Is 'robots.txt' file really neccessary ?
SEO 2 Comments »
Robots.txt is a small file placed in home directory, that is suppose to tell the crawler bots to
index or not given pages from the site.
Examples:
#robots.txt that tells the bots to go away
User-agent: *
Disallow: /
#robots.txt that prevents google from visiting /secret directory
User-agent: Googlebot
Disallow: /secret/
#robots.txt that allows google to see everything
User-agent: Googlebot
Disallow:
If there is no robots file or there is the empty one all web bots are welcome to index all pages from the site.

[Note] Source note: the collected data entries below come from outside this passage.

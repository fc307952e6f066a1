use crate::datamodel::{
    Dashboard, DashboardPanel, DatumSample, DbagDateTime, DbagDateTimeExt, Metric, MetricDisplay,
    NewDashboard, NewMetric, PanelMetric, PanelOptions,
};
use crate::storage::common::{
    DEFAULT_SAMPLES_LIMIT, DashboardPanelRow, DashboardRow, DatumSampleRow, MetricRow,
    PanelMetricRow, metrics_from_rows, properties_to_json,
};
use crate::storage::{StorageError, StorageInstance};
use anyhow::{Context, Result};
use async_trait::async_trait;
use sqlx::SqlitePool;
use sqlx::sqlite::{SqliteConnectOptions, SqlitePoolOptions};
use std::str::FromStr;
use std::time::Duration;

// SQLite implementation
#[derive(Debug)]
pub struct SqliteStorage {
    pool: SqlitePool,
}

impl SqliteStorage {
    pub async fn connect(connection_string: &str) -> Result<Self> {
        let connect_options = SqliteConnectOptions::from_str(connection_string)
            .context("Failed to create sqlite connection options")?
            // Create the database file if it doesn't exist
            .create_if_missing(true)
            .journal_mode(sqlx::sqlite::SqliteJournalMode::Wal)
            // Samples and panels are deleted with their metric through
            // ON DELETE CASCADE, which needs foreign keys enabled.
            .foreign_keys(true)
            // Set a busy timeout of 5 seconds
            .busy_timeout(Duration::from_secs(5));

        // An in-memory database lives as long as its connections,
        // so keep exactly one open for the lifetime of the pool.
        let pool_options = if is_in_memory(connection_string) {
            SqlitePoolOptions::new()
                .max_connections(1)
                .min_connections(1)
                .idle_timeout(None)
                .max_lifetime(None)
        } else {
            SqlitePoolOptions::new()
        };

        let pool = pool_options
            .connect_with(connect_options)
            .await
            .context("Failed to create sqlite pool")?;

        Ok(Self { pool })
    }
}

fn is_in_memory(connection_string: &str) -> bool {
    connection_string.contains(":memory:") || connection_string.contains("mode=memory")
}

#[async_trait]
impl StorageInstance for SqliteStorage {
    async fn create_or_migrate(&self) -> Result<()> {
        sqlx::migrate!("src/storage/sqlite/migrations")
            .run(&self.pool)
            .await
            .context("Failed to migrate database")?;

        Ok(())
    }

    async fn health_check(&self) -> Result<()> {
        sqlx::query("SELECT 1")
            .execute(&self.pool)
            .await
            .context("SQLite health check failed")?;
        Ok(())
    }

    async fn query_scalar(&self, sql: &str) -> Result<i64> {
        let value: i64 = sqlx::query_scalar(sql)
            .fetch_one(&self.pool)
            .await
            .with_context(|| format!("Failed to run scalar query '{}'", sql))?;
        Ok(value)
    }

    async fn insert_metric(&self, metric: &NewMetric) -> Result<Metric> {
        let slug = metric.resolved_slug();
        let properties = properties_to_json(&metric.metric_properties)?;

        let row: MetricRow = sqlx::query_as(
            r#"
            INSERT INTO metrics (
                metric_type_label, metric_properties, slug, label, description,
                unit_label, unit_label_plural, do_collect
            )
            VALUES (?, ?, ?, ?, ?, ?, ?, ?)
            RETURNING id, metric_type_label, metric_properties, slug, label, description,
                unit_label, unit_label_plural, do_collect
            "#,
        )
        .bind(&metric.metric_type_label)
        .bind(properties)
        .bind(&slug)
        .bind(&metric.label)
        .bind(&metric.description)
        .bind(&metric.unit_label)
        .bind(&metric.unit_label_plural)
        .bind(metric.do_collect)
        .fetch_one(&self.pool)
        .await
        .map_err(|e| {
            StorageError::from_write_error(e, || format!("metric slug '{}' already exists", slug))
        })?;

        Ok(Metric::try_from(row)?)
    }

    async fn get_metric(&self, metric_id: i64) -> Result<Option<Metric>> {
        let row: Option<MetricRow> = sqlx::query_as(
            r#"
            SELECT id, metric_type_label, metric_properties, slug, label, description,
                unit_label, unit_label_plural, do_collect
            FROM metrics
            WHERE id = ?
            "#,
        )
        .bind(metric_id)
        .fetch_optional(&self.pool)
        .await?;

        Ok(row.map(Metric::try_from).transpose()?)
    }

    async fn get_metric_by_slug(&self, slug: &str) -> Result<Option<Metric>> {
        let row: Option<MetricRow> = sqlx::query_as(
            r#"
            SELECT id, metric_type_label, metric_properties, slug, label, description,
                unit_label, unit_label_plural, do_collect
            FROM metrics
            WHERE slug = ?
            "#,
        )
        .bind(slug)
        .fetch_optional(&self.pool)
        .await?;

        Ok(row.map(Metric::try_from).transpose()?)
    }

    async fn list_metrics(&self) -> Result<Vec<Metric>> {
        let rows: Vec<MetricRow> = sqlx::query_as(
            r#"
            SELECT id, metric_type_label, metric_properties, slug, label, description,
                unit_label, unit_label_plural, do_collect
            FROM metrics
            ORDER BY id ASC
            "#,
        )
        .fetch_all(&self.pool)
        .await?;

        metrics_from_rows(rows)
    }

    async fn list_collectible_metrics(&self) -> Result<Vec<Metric>> {
        let rows: Vec<MetricRow> = sqlx::query_as(
            r#"
            SELECT id, metric_type_label, metric_properties, slug, label, description,
                unit_label, unit_label_plural, do_collect
            FROM metrics
            WHERE do_collect = TRUE
            ORDER BY id ASC
            "#,
        )
        .fetch_all(&self.pool)
        .await?;

        metrics_from_rows(rows)
    }

    async fn set_metric_do_collect(&self, metric_id: i64, do_collect: bool) -> Result<()> {
        let result = sqlx::query("UPDATE metrics SET do_collect = ? WHERE id = ?")
            .bind(do_collect)
            .bind(metric_id)
            .execute(&self.pool)
            .await?;

        if result.rows_affected() == 0 {
            return Err(StorageError::MetricNotFound {
                key: format!("id {}", metric_id),
            }
            .into());
        }
        Ok(())
    }

    async fn update_metric_display(&self, metric_id: i64, display: &MetricDisplay) -> Result<()> {
        let result = sqlx::query(
            r#"
            UPDATE metrics
            SET label = ?, description = ?, unit_label = ?, unit_label_plural = ?
            WHERE id = ?
            "#,
        )
        .bind(&display.label)
        .bind(&display.description)
        .bind(&display.unit_label)
        .bind(&display.unit_label_plural)
        .bind(metric_id)
        .execute(&self.pool)
        .await?;

        if result.rows_affected() == 0 {
            return Err(StorageError::MetricNotFound {
                key: format!("id {}", metric_id),
            }
            .into());
        }
        Ok(())
    }

    async fn delete_metric(&self, metric_id: i64) -> Result<()> {
        let result = sqlx::query("DELETE FROM metrics WHERE id = ?")
            .bind(metric_id)
            .execute(&self.pool)
            .await?;

        if result.rows_affected() == 0 {
            return Err(StorageError::MetricNotFound {
                key: format!("id {}", metric_id),
            }
            .into());
        }
        Ok(())
    }

    async fn insert_sample(
        &self,
        metric_id: i64,
        utc_timestamp: DbagDateTime,
        value: i64,
    ) -> Result<DatumSample> {
        let row: DatumSampleRow = sqlx::query_as(
            r#"
            INSERT INTO datum_samples (metric_id, utc_timestamp, value)
            VALUES (?, ?, ?)
            RETURNING id, metric_id, utc_timestamp, value
            "#,
        )
        .bind(metric_id)
        .bind(utc_timestamp.to_unix_microseconds_i64())
        .bind(value)
        .fetch_one(&self.pool)
        .await
        .with_context(|| format!("Failed to insert sample for metric id {}", metric_id))?;

        Ok(row.into())
    }

    async fn latest_sample(&self, metric_id: i64) -> Result<Option<DatumSample>> {
        let row: Option<DatumSampleRow> = sqlx::query_as(
            r#"
            SELECT id, metric_id, utc_timestamp, value
            FROM datum_samples
            WHERE metric_id = ?
            ORDER BY utc_timestamp DESC, id DESC
            LIMIT 1
            "#,
        )
        .bind(metric_id)
        .fetch_optional(&self.pool)
        .await?;

        Ok(row.map(DatumSample::from))
    }

    async fn list_samples(
        &self,
        metric_id: i64,
        limit: Option<usize>,
    ) -> Result<Vec<DatumSample>> {
        let limit = limit.unwrap_or(DEFAULT_SAMPLES_LIMIT) as i64;
        let rows: Vec<DatumSampleRow> = sqlx::query_as(
            r#"
            SELECT id, metric_id, utc_timestamp, value
            FROM datum_samples
            WHERE metric_id = ?
            ORDER BY utc_timestamp DESC, id DESC
            LIMIT ?
            "#,
        )
        .bind(metric_id)
        .bind(limit)
        .fetch_all(&self.pool)
        .await?;

        Ok(rows.into_iter().map(DatumSample::from).collect())
    }

    async fn count_samples(&self, metric_id: i64) -> Result<i64> {
        let count: i64 = sqlx::query_scalar("SELECT COUNT(*) FROM datum_samples WHERE metric_id = ?")
            .bind(metric_id)
            .fetch_one(&self.pool)
            .await?;
        Ok(count)
    }

    async fn insert_dashboard(&self, dashboard: &NewDashboard) -> Result<Dashboard> {
        let slug = dashboard.resolved_slug();
        let row: DashboardRow = sqlx::query_as(
            r#"
            INSERT INTO dashboards (slug, label, description)
            VALUES (?, ?, ?)
            RETURNING id, slug, label, description
            "#,
        )
        .bind(&slug)
        .bind(&dashboard.label)
        .bind(&dashboard.description)
        .fetch_one(&self.pool)
        .await
        .map_err(|e| {
            StorageError::from_write_error(e, || {
                format!("dashboard slug '{}' already exists", slug)
            })
        })?;

        Ok(row.into())
    }

    async fn get_dashboard_by_slug(&self, slug: &str) -> Result<Option<Dashboard>> {
        let row: Option<DashboardRow> =
            sqlx::query_as("SELECT id, slug, label, description FROM dashboards WHERE slug = ?")
                .bind(slug)
                .fetch_optional(&self.pool)
                .await?;

        Ok(row.map(Dashboard::from))
    }

    async fn list_dashboards(&self) -> Result<Vec<Dashboard>> {
        let rows: Vec<DashboardRow> =
            sqlx::query_as("SELECT id, slug, label, description FROM dashboards ORDER BY id ASC")
                .fetch_all(&self.pool)
                .await?;

        Ok(rows.into_iter().map(Dashboard::from).collect())
    }

    async fn delete_dashboard(&self, dashboard_id: i64) -> Result<()> {
        let result = sqlx::query("DELETE FROM dashboards WHERE id = ?")
            .bind(dashboard_id)
            .execute(&self.pool)
            .await?;

        if result.rows_affected() == 0 {
            return Err(StorageError::DashboardNotFound {
                key: format!("id {}", dashboard_id),
            }
            .into());
        }
        Ok(())
    }

    async fn attach_metric(
        &self,
        dashboard_id: i64,
        metric_id: i64,
        options: PanelOptions,
    ) -> Result<DashboardPanel> {
        let row: DashboardPanelRow = sqlx::query_as(
            r#"
            INSERT INTO dashboard_panels (metric_id, dashboard_id, do_display, show_sparkline)
            VALUES (?, ?, ?, ?)
            RETURNING id, metric_id, dashboard_id, do_display, show_sparkline
            "#,
        )
        .bind(metric_id)
        .bind(dashboard_id)
        .bind(options.do_display)
        .bind(options.show_sparkline)
        .fetch_one(&self.pool)
        .await
        .map_err(|e| {
            StorageError::from_write_error(e, || {
                format!(
                    "metric {} is already on dashboard {}",
                    metric_id, dashboard_id
                )
            })
        })?;

        Ok(row.into())
    }

    async fn update_panel(
        &self,
        dashboard_id: i64,
        metric_id: i64,
        options: PanelOptions,
    ) -> Result<DashboardPanel> {
        let row: Option<DashboardPanelRow> = sqlx::query_as(
            r#"
            UPDATE dashboard_panels
            SET do_display = ?, show_sparkline = ?
            WHERE dashboard_id = ? AND metric_id = ?
            RETURNING id, metric_id, dashboard_id, do_display, show_sparkline
            "#,
        )
        .bind(options.do_display)
        .bind(options.show_sparkline)
        .bind(dashboard_id)
        .bind(metric_id)
        .fetch_optional(&self.pool)
        .await?;

        row.map(DashboardPanel::from).ok_or_else(|| {
            StorageError::PanelNotFound {
                metric_id,
                dashboard_id,
            }
            .into()
        })
    }

    async fn detach_metric(&self, dashboard_id: i64, metric_id: i64) -> Result<()> {
        let result =
            sqlx::query("DELETE FROM dashboard_panels WHERE dashboard_id = ? AND metric_id = ?")
                .bind(dashboard_id)
                .bind(metric_id)
                .execute(&self.pool)
                .await?;

        if result.rows_affected() == 0 {
            return Err(StorageError::PanelNotFound {
                metric_id,
                dashboard_id,
            }
            .into());
        }
        Ok(())
    }

    async fn list_panels(&self, dashboard_id: i64) -> Result<Vec<PanelMetric>> {
        let rows: Vec<PanelMetricRow> = sqlx::query_as(
            r#"
            SELECT
                p.id AS panel_id,
                p.dashboard_id AS panel_dashboard_id,
                p.do_display AS panel_do_display,
                p.show_sparkline AS panel_show_sparkline,
                m.id AS id,
                m.metric_type_label AS metric_type_label,
                m.metric_properties AS metric_properties,
                m.slug AS slug,
                m.label AS label,
                m.description AS description,
                m.unit_label AS unit_label,
                m.unit_label_plural AS unit_label_plural,
                m.do_collect AS do_collect
            FROM dashboard_panels p
            JOIN metrics m ON m.id = p.metric_id
            WHERE p.dashboard_id = ?
            ORDER BY p.id ASC
            "#,
        )
        .bind(dashboard_id)
        .fetch_all(&self.pool)
        .await?;

        rows.into_iter()
            .map(|row| PanelMetric::try_from(row).map_err(anyhow::Error::from))
            .collect()
    }
}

So the file is usefull in the case you have duplicated content on some pages
that you do not want to be crawled,blocking these pages would improve overall rank of the site.
Also it works when you have some temporary or 'secret' files you do not want to be indexed.
But beware, this file become the prime interest of vicious people who are trying to find hidden directories on the attacked
site. Using WordPress you don't want to expose the content of say '/wp-admin/' directory, but when you disallow it in robots.txt file , suddenly you give information of presence of this directory, that otherwise would be hard to guess,
as there are no direct links leading to it.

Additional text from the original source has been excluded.